Straordinaria serata di pre-apertura della 74a Mostra Internazionale del Cinema di Venezia con la prima proiezione mondiale di Rosita di Ernst Lubitsch nella nuova copia digitale restaurata in 4K dal MoMA di New York con la collaborazione di The Film Foundation.
La proiezione è stata accompagnata dal vivo dalla Mitteleuropa Orchestra diretta da Gillian Anderson, che ha ricostruito la partitura originale di Louis F. Gottschalk a partire dagli spartiti recuperati alla Biblioteca del Congresso di Washington.
Al suo primo lungometraggio girato negli Stati Uniti, Lubitsch si cimenta con l’adattamento del Don César de Bazan di Adolphe d’Ennery e Philippe Dumanoir, cambiandone il titolo e affidando il ruolo della eponima protagonista a Mary Pickford, che lo aveva chiamato in America per dirigere un progetto che il regista tedesco rifiutò: Dorothy Vernon of Haddon Hall.

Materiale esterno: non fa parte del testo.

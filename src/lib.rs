pub mod cli;
pub mod convert;
pub mod decode;
pub mod encode;
pub mod error;
pub mod file;
pub mod interactive;
pub mod utils;
pub mod zip;

pub mod models {
    pub mod conversion;
    pub mod image;
}
use std::io;

use chrono::Local;
use indicatif::{ProgressBar, ProgressStyle};

pub fn setup_logging(log_level: &str) -> io::Result<()> {
    let log_level_filter = match log_level {
        "info" => log::LevelFilter::Info,
        "warn" => log::LevelFilter::Warn,
        "error" => log::LevelFilter::Error,
        _ => log::LevelFilter::Info,
    };
    env_logger::Builder::new()
        .filter_level(log_level_filter)
        .init();
    Ok(())
}

pub struct ProgressManager {
    pb: ProgressBar,
    no_progress: bool,
}

impl ProgressManager {
    pub fn new(total: u64, no_progress: bool) -> Self {
        let pb = if no_progress {
            ProgressBar::hidden()
        } else {
            let pb = ProgressBar::new(total);
            pb.set_style(
                ProgressStyle::default_bar()
                    .template("{msg} [{bar:40}] {pos}/{len} ETA: {eta_precise}")
                    .unwrap()
                    .progress_chars("##-"),
            );
            pb
        };
        ProgressManager { pb, no_progress }
    }

    pub fn item_done(&self, file_name: &str, succeeded: bool) {
        if self.no_progress {
            return;
        }
        let state = if succeeded { "完成" } else { "失敗" };
        self.pb.set_message(format!("{}：{}", state, file_name));
        self.pb.inc(1);
    }

    pub fn finish(&self, succeeded: usize, failed: usize) {
        if self.no_progress {
            return;
        }
        self.pb
            .finish_with_message(format!("處理完成，成功 {} 個，失敗 {} 個", succeeded, failed));
    }
}

pub fn format_file_size(size: usize) -> String {
    if size < 1024 * 1024 {
        format!("{:.2} KB", size as f64 / 1024.0)
    } else {
        format!("{:.2} MB", size as f64 / (1024.0 * 1024.0))
    }
}

/// 輸出壓縮檔名稱，附帶當下時間戳
pub fn archive_file_name() -> String {
    format!(
        "converted_images_{}.zip",
        Local::now().format("%Y%m%d_%H%M%S")
    )
}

Anche in Rosita (a lungo creduto perduto) Lubitsch si conferma un maestro della messa in scena. Le inquadrature sono perfette in ogni dettaglio, tanto per la composizione interna quanto per il framing, con una profondità di campo sorprendente sia a livello estetico (il portone della prigione, con il guardiano in primo piano, di spalle) sia a livello funzionale (l’impiccagione vista attraverso le sbarre, scena che in Italia fu all’epoca censurata). Anche ogni singolo movimento di camera ha le proprie motivazioni narrative: si pensi alla scoperta, da parte della regina, della trama ordita dal re per uccidere l’amato di Rosita, realizzata attraverso un carrello che duplica il movimento fisico della regina, portandoci a vedere il re attraverso la finestra, in uno spettacolare gioco di quadri-nel-quadro che sfrutta la profondità di campo per raccontare, in un’unica inquadratura e senza ausilio del sonoro, diversi snodi narrativi. La varietà colorimetrica dovuta alle due differenti copie utilizzate per il restauro (quella in nitrato proveniente dal russo Gosfilmofond e quella in acetato rinvenuta al Mary Pickford Institute for Film Education) non impedisce di godere appieno della bellezza compositiva dei quadri, alcuni dei quali sono colorati o per imbibizione o per coloritura (quale magico stupore ci regalano le scene con le fiaccole e le girandole del carnevale!).
Rosita può essere dunque considerato un’opera d’arte anche solo per la regia di Lubitsch, ma l’esecuzione dal vivo della ritrovata partitura originale dona un notevole valore aggiunto al film. La musica contribuisce a immergere lo spettatore nel mondo della vicenda narrata, con i suoi ammiccamenti alla tradizione spagnola (castañuelas e altre percussioni in primis, con rimandi alla Carmen di Bizet), pur tenendo in sottofondo una sonorità centro-europea presente soprattutto nelle melodie delle parti violinistiche.